Small companies face an uphill battle - buyers leverage long-payment terms on invoices and banks are often unable to give businesses the access to the funds they need. Large companies are demanding longer payment terms than ever before. 

5 things you should know about invoice finance - Investly

1. What actually invoice finance is?

As an entrepreneur, you know that working capital (cash) is the lifeblood of your business. Small businesses must absorb direct costs, labour and other expenses weeks or months before getting paid. Landing a large customer or getting a huge order is good for business, but it can put extra pressure on your cash flow if your customer demands long payment terms.

Wouldn’t it be nice to receive payment earlier than 6 weeks or 3 months? Invoice finance is the right solution. Investly finances your invoices thanks to community of investors and you receive 100% of the invoice value, minus a small fee. On the due date, your customer makes a payment to Investly account.


2. Why do you need it now?

Small businesses face an uphill battle: buyers leverage long-payment terms on invoices and banks are often unable to give businesses the access to the funds they need, large companies are demanding longer payment terms than ever before. Seasonal sales and a pickup in demand can also put stress on your working capital.

Invoice finance allows you to unlock cash from your invoices immediately. You can use that to:

  • meet seasonal demand by increasing inventory
  • get an early payment discount from your suppliers
  • hire extra staff
  • win new customers by offering longer payment terms than your competitors.


3. What makes Investly different?

Banks and other providers offer a very expensive service that is unsuitable for small businesses. By choosing Investly, you:

  • get more cash for your invoices,
  • save money by paying less compared to our competitors,
  • know how much you’re paying,
  • are free to choose which invoices you sell.


Here are the details:

Freedom Traditional factoring means signing a long term contract and often times handing over control of your entire debtors book. The contract only benefits the bank. With Investly, you have flexibility - you are free to choose which invoices and when to finance.

Speed matters – Banks are slow. By the time it takes to get a meeting with your bank manager, you will have already financed your first invoices. Signing up is fast, simple and free.
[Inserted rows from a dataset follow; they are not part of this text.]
#![allow(clippy::unwrap_used)]

use release_herald::changelog::{PREFIX_EMOJI, format_release_note};
use std::fs;
use tempfile::TempDir;

#[test]
fn test_known_prefixes_become_emoji_bullets() {
    for &(prefix, emoji) in PREFIX_EMOJI {
        let line = format!("{prefix}: describe the change");
        let note = format_release_note(&line);
        assert_eq!(
            note,
            format!("• {emoji} {line}\n"),
            "prefix '{prefix}' should map to '{emoji}'"
        );
    }
}

#[test]
fn test_empty_lines_contribute_nothing() {
    let note = format_release_note("feat: add login\n\nfix: crash on exit\n");
    assert_eq!(
        note,
        "• :star2: feat: add login\n• :bug: fix: crash on exit\n"
    );
}

#[test]
fn test_blank_input_produces_empty_note() {
    assert_eq!(format_release_note(""), "");
    assert_eq!(format_release_note("\n\n\n"), "");
}

#[test]
fn test_unmatched_lines_pass_through_verbatim() {
    let note = format_release_note("Initial release\nfeat: add login\n");
    assert_eq!(note, "Initial release\n• :star2: feat: add login\n");
}

#[test]
fn test_original_order_is_preserved() {
    let input = "fix: b\nfeat: a\ndocs: c\n";
    let note = format_release_note(input);
    let lines: Vec<&str> = note.lines().collect();
    assert_eq!(
        lines,
        vec!["• :bug: fix: b", "• :star2: feat: a", "• :books: docs: c"]
    );
}

#[test]
fn test_prefix_inside_line_is_not_matched() {
    // Matching is a strict prefix test against the raw line
    let note = format_release_note("this commit is a fix for the build\n");
    assert_eq!(note, "this commit is a fix for the build\n");
}

#[test]
fn test_matching_is_case_sensitive() {
    let note = format_release_note("FEAT: shouting\n");
    assert_eq!(note, "FEAT: shouting\n");
}

#[test]
fn test_leading_whitespace_prevents_a_match() {
    let note = format_release_note("  feat: indented\n");
    assert_eq!(note, "  feat: indented\n");
}

#[test]
fn test_bullet_text_is_trimmed() {
    let note = format_release_note("chore: tidy up   \n");
    assert_eq!(note, "• :wrench: chore: tidy up\n");
}

#[test]
fn test_prefix_without_colon_still_matches() {
    // The test is starts_with on the prefix token alone
    let note = format_release_note("testing: more coverage\n");
    assert_eq!(note, "• :white_check_mark: testing: more coverage\n");
}

#[test]
fn test_formats_note_read_from_changelog_file() {
    let temp_dir = TempDir::new().expect("Failed to create temporary directory");
    let path = temp_dir.path().join("changes.md");
    fs::write(&path, "feat: add webhook retry toggle\n\ndeps: bump serde\n")
        .expect("Failed to write changelog");

    let changes = fs::read_to_string(&path).expect("Failed to read changelog");
    let note = format_release_note(&changes);
    assert_eq!(
        note,
        "• :star2: feat: add webhook retry toggle\n• :package: deps: bump serde\n"
    );
}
Low and transparent fees – On average, we charge 2.1% for a 30-day invoice. Banks demand annual fees, a fee for not using the service, fees for listing new customers; all of that on top of the interest and service charges. With us, you know exactly how much you pay. No additional fees apply. We will never ask for payment when you’re not using the service.
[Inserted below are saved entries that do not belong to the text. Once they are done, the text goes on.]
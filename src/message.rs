//! Release embed assembly
//!
//! Pure construction of the outbound Discord embed from the configuration
//! and the formatted release note. No I/O happens here.

use crate::config::Config;
use crate::discord::{Embed, EmbedAuthor, EmbedField};

/// Embed accent color
pub const EMBED_COLOR: u32 = 0x001B_AF9C;

/// Author block shown on every announcement
const AUTHOR_NAME: &str = "GitHub Actions";
const AUTHOR_ICON_URL: &str = "https://avatars.githubusercontent.com/in/15368";

/// Zero-width space used for the spacer field between the changelog and the
/// download links
const SPACER: &str = "\u{200B}";

/// Platform label to artifact file suffix.
///
/// Declaration order determines the order of the download-link fields in the
/// embed; that ordering is part of the output contract.
pub const ARTIFACT_SUFFIXES: &[(&str, &str)] = &[
    ("macOS 英特尔芯片", "darwin_amd64"),
    ("macOS Apple 芯片", "darwin_arm64"),
    ("Linux AMD 64 位", "linux_amd64"),
    ("Linux ARM 64 位", "linux_arm64"),
    ("Linux ARMv6 芯片", "linux_armv6"),
    ("Linux ARMv7 芯片", "linux_armv7"),
    ("Windows AMD 64 位", "windows_amd64.exe"),
    ("Windows ARM 64 位", "windows_arm64.exe"),
];

/// Returns the download URL of the artifact with the given suffix
fn artifact_url(config: &Config, suffix: &str) -> String {
    format!(
        "{}/{}_{}",
        config.artifact_base_url, config.project_name, suffix
    )
}

/// Build the release announcement embed.
///
/// Field order is fixed: the changelog field, a zero-width spacer, then one
/// inline field per artifact-table entry in table order.
pub fn build_release_embed(config: &Config, release_note: &str) -> Embed {
    let mut fields = Vec::with_capacity(2 + ARTIFACT_SUFFIXES.len());

    fields.push(EmbedField {
        name: "**变更列表**".to_string(),
        value: release_note.to_string(),
        inline: false,
    });
    fields.push(EmbedField {
        name: SPACER.to_string(),
        value: SPACER.to_string(),
        inline: false,
    });

    for &(label, suffix) in ARTIFACT_SUFFIXES {
        fields.push(EmbedField {
            name: format!(":low_brightness: {label}"),
            value: format!(
                ":small_blue_diamond: [下载]({})",
                artifact_url(config, suffix)
            ),
            inline: true,
        });
    }

    Embed {
        title: format!(
            ":loudspeaker: {} {} 版本发布了！",
            config.project_name, config.tag
        ),
        url: config.release_url.clone(),
        color: EMBED_COLOR,
        author: EmbedAuthor {
            name: AUTHOR_NAME.to_string(),
            url: config.release_url.clone(),
            icon_url: AUTHOR_ICON_URL.to_string(),
        },
        fields,
    }
}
More money upfront – We offer a 100% advance rate on your invoices. For a £10,000 invoice, you will receive £10,000 minus fees. Traditional providers and banks usually offer 70-80%, i.e. £7,000. What’s the point of selling your invoices if you only receive a slice of what you’re owed?
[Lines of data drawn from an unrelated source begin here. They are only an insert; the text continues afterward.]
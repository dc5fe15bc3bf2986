use chrono::Local;
use log::{Level, LevelFilter, Metadata, Record};
use parking_lot::Mutex;
use std::fs::OpenOptions;
use std::io::Write;

struct HeraldLogger;

static LOGGER: HeraldLogger = HeraldLogger;
static LOGGING_ENABLED: std::sync::LazyLock<Mutex<bool>> =
    std::sync::LazyLock::new(|| Mutex::new(false));
static LOG_FILE: std::sync::LazyLock<Mutex<Option<std::fs::File>>> =
    std::sync::LazyLock::new(|| Mutex::new(None));
static LOG_TO_STDOUT: std::sync::LazyLock<Mutex<bool>> =
    std::sync::LazyLock::new(|| Mutex::new(false));
static VERBOSE_LOGGING: std::sync::LazyLock<Mutex<bool>> =
    std::sync::LazyLock::new(|| Mutex::new(false));

impl log::Log for HeraldLogger {
    fn enabled(&self, metadata: &Metadata) -> bool {
        if !*LOGGING_ENABLED.lock() {
            return false;
        }

        // Always allow our own logs
        if metadata.target().starts_with("release_herald") {
            return metadata.level() <= Level::Debug;
        }

        // Filter external library logs unless verbose logging is enabled
        if !*VERBOSE_LOGGING.lock() {
            let target = metadata.target();
            if target.starts_with("reqwest")
                || target.starts_with("hyper")
                || target.starts_with("h2")
                || target.starts_with("rustls")
                || target.starts_with("want")
                || target.starts_with("mio")
            {
                return false;
            }
        }

        metadata.level() <= Level::Debug
    }

    fn log(&self, record: &Record) {
        if self.enabled(record.metadata()) {
            let timestamp = Local::now().format("%Y-%m-%d %H:%M:%S%.3f");
            let message = format!(
                "{} {} [{}] - {}\n",
                timestamp,
                record.level(),
                record.target(),
                record.args()
            );

            if let Some(file) = LOG_FILE.lock().as_mut() {
                let _ = file.write_all(message.as_bytes());
                let _ = file.flush();
            }

            if *LOG_TO_STDOUT.lock() {
                print!("{message}");
            }
        }
    }

    fn flush(&self) {}
}

/// Initialize the logging system. Safe to call more than once.
pub fn init() -> Result<(), Box<dyn std::error::Error>> {
    use std::sync::{Once, OnceLock};
    static INIT: Once = Once::new();
    static INIT_RESULT: OnceLock<Result<(), String>> = OnceLock::new();

    INIT.call_once(|| {
        // Check if we should enable verbose logging from environment
        let verbose_from_env = std::env::var("RELEASE_HERALD_VERBOSE").is_ok()
            || std::env::var("RUST_LOG").is_ok_and(|v| v.contains("debug") || v.contains("trace"));

        if verbose_from_env {
            set_verbose_logging(true);
        }

        let result = log::set_logger(&LOGGER)
            .map(|()| log::set_max_level(LevelFilter::Debug))
            .map_err(|e| e.to_string());

        let _ = INIT_RESULT.set(result);
    });

    match INIT_RESULT.get() {
        Some(Ok(())) => Ok(()),
        Some(Err(e)) => Err(e.clone().into()),
        None => Err("Initialization failed unexpectedly".into()),
    }
}

pub fn enable_logging() {
    let mut logging_enabled = LOGGING_ENABLED.lock();
    *logging_enabled = true;
}

pub fn disable_logging() {
    let mut logging_enabled = LOGGING_ENABLED.lock();
    *logging_enabled = false;
}

pub fn set_verbose_logging(enabled: bool) {
    let mut verbose_logging = VERBOSE_LOGGING.lock();
    *verbose_logging = enabled;
}

pub fn set_log_file(file_path: &str) -> std::io::Result<()> {
    let file = OpenOptions::new()
        .create(true)
        .append(true)
        .open(file_path)?;

    let mut log_file = LOG_FILE.lock();
    *log_file = Some(file);
    Ok(())
}

pub fn set_log_to_stdout(enabled: bool) {
    let mut log_to_stdout = LOG_TO_STDOUT.lock();
    *log_to_stdout = enabled;
}

#[macro_export]
macro_rules! log_debug {
    ($($arg:tt)*) => {
        log::debug!($($arg)*)
    };
}

#[macro_export]
macro_rules! log_error {
    ($($arg:tt)*) => {
        log::error!($($arg)*)
    };
}

#[macro_export]
macro_rules! log_info {
    ($($arg:tt)*) => {
        log::info!($($arg)*)
    };
}

#[macro_export]
macro_rules! log_warn {
    ($($arg:tt)*) => {
        log::warn!($($arg)*)
    };
}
Keep your customers – In a normal factoring arrangement, the bank takes over your sales ledger and collection. We never call your customers without your consent because we value your client relationships.


4. Who is using invoice finance?

Matt and Ben's fudgeMost of the companies that have tried our product have returned to finance more invoices.

Take Matt and Ben’s Proper Fudge for example. They’re a family business that used to sell small batches of fudge to local shops. After receiving a lot of good feedback from customers, they knew they had an excellent product. The fudge was so good that Marks & Spencer wanted it on their shelves.

However, Matt and Ben’s didn’t have the money for the expansion and knew that M&S would demand long payment terms. By financing invoices they got cash up front which allowed them to increase their production. They were so happy with the low fees and speed of financing that they’ve returned to finance more invoices.


5. What are the alternatives to invoice finance?

  • Long-term loan – long-term loans are a poor alternative for when the financing need is temporary, because you have to pay for using the money even when you don’t need it. Loans also amortise over time, which means the amount of funds available is decreasing as time goes by. With invoice finance, your limit will increase as you build trust over time.
  • Overdraft – an overdraft secured against invoices typically would only raise about 50%. Due to regulations, banks are closing down more and more overdraft facilities to small businesses. This trend is likely to continue.
  • Collateral – most other forms of financing demand you post collateral of some sort. Invoice financing is different – no collateral required.